ETA #1: Upon further examination, it appears that the 3) apparent difference at the beginning of the test.dat dump is actually in-line at the end of the EXIF section, and therefore is an artifact of how diff processes line-by-line.

So the output data matches bit-for-bit for the file types I have tested thus far.

ETA #2: I had incorrectly assumed that only the last dataBlock has any padding, but that’s not true based on the way exiftool is reading the data.

Through my testing, exiftool is finding non-terminal dataBlocks that it determines need padding.

Since we want to copy each dataBlock as it exists in the original file including any in-line garbage data that is considered padding, we should copy each dataBlock for $size + $pad.

This is some serious sleuthing you guys… :slight_smile:

Upon further examination, it appears that the 3) apparent difference at the beginning of the test.dat dump is actually in-line at the end of the EXIF section, and therefore is an artifact of how diff processes line-by-line.
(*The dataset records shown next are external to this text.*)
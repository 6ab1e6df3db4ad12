pub mod day_1;
pub mod day_2;
pub mod day_3;
pub mod day_4;
pub mod day_5;
pub mod day_6;
pub mod day_7;
use std::fmt;

/// Smallest value the engine works with
pub const DOMAIN_MIN: i64 = -(1 << 60);
/// Largest value the engine works with
pub const DOMAIN_MAX: i64 = 1 << 60;

/// Closed integer interval `[first, first + length - 1]`, never empty
///
/// Ordering compares `first` and then `length`.
#[derive(Debug, Clone, Copy, PartialEq, Eq, Hash, PartialOrd, Ord)]
pub struct Range {
    first: i64,
    length: i64,
}

impl Range {
    /// # Panics
    ///
    /// If `length` is not positive. Use [`Range::try_new`] for input-derived values.
    pub fn new(first: i64, length: i64) -> Self {
        Self::try_new(first, length)
            .unwrap_or_else(|| panic!("range length must be positive, got {}", length))
    }

    pub fn try_new(first: i64, length: i64) -> Option<Self> {
        (length >= 1).then_some(Self { first, length })
    }

    /// Range spanning `first..=last`
    pub fn from_bounds(first: i64, last: i64) -> Option<Self> {
        Self::try_new(first, last.checked_sub(first)?.checked_add(1)?)
    }

    /// Single-value range
    pub fn point(value: i64) -> Self {
        Self {
            first: value,
            length: 1,
        }
    }

    pub fn first(&self) -> i64 {
        self.first
    }

    pub fn last(&self) -> i64 {
        self.first + self.length - 1
    }

    pub fn length(&self) -> i64 {
        self.length
    }

    pub fn contains(&self, value: i64) -> bool {
        self.first <= value && value <= self.last()
    }

    /// Split so that the second half starts at `value`.
    ///
    /// When `value` is outside the range, or is its first element, the range
    /// comes back whole.
    pub fn split_at(self, value: i64) -> (Range, Option<Range>) {
        if !self.contains(value) || value == self.first {
            return (self, None);
        }
        let head = Range {
            first: self.first,
            length: value - self.first,
        };
        let tail = Range {
            first: value,
            length: self.length - head.length,
        };
        (head, Some(tail))
    }

    /// Same length, moved by `offset`
    pub fn shifted(self, offset: i64) -> Range {
        Range {
            first: self.first + offset,
            length: self.length,
        }
    }

    pub fn iter(&self) -> std::ops::RangeInclusive<i64> {
        self.first..=self.last()
    }
}

impl fmt::Display for Range {
    fn fmt(&self, f: &mut fmt::Formatter<'_>) -> fmt::Result {
        write!(
            f,
            "Range[first:{}, last:{}, len:{}]",
            self.first,
            self.last(),
            self.length
        )
    }
}

impl IntoIterator for Range {
    type Item = i64;
    type IntoIter = std::ops::RangeInclusive<i64>;

    fn into_iter(self) -> Self::IntoIter {
        self.iter()
    }
}

/// Uncovered spans between ranges sorted by `first`.
///
/// A range that reaches into (or past) its successor leaves no gap there.
pub fn gaps(sorted: &[Range]) -> Vec<Range> {
    let mut gaps = Vec::new();
    let Some((head, rest)) = sorted.split_first() else {
        return gaps;
    };

    let mut covered_to = head.last();
    for range in rest {
        if let Some(gap) = Range::from_bounds(covered_to + 1, range.first - 1) {
            gaps.push(gap);
        }
        covered_to = covered_to.max(range.last());
    }
    gaps
}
So the output data matches bit-for-bit for the file types I have tested thus far.

1 Like

I had incorrectly assumed that only the last dataBlock has any padding, but that’s not true based on the way exiftool is reading the data.

Through my testing, exiftool is finding non-terminal dataBlocks that it determines need padding.

Since we want to copy each dataBlock as it exists in the original file including any in-line garbage data that is considered padding, we should copy each dataBlock for $size + $pad.

Also, exiftool is writing ‘\0’ for the padding to its output file when, imho, it shouldn’t modify the raw image data. This would immediately modify the raw image data on the first write for affected raw files. I’ll ask the maintainer about this.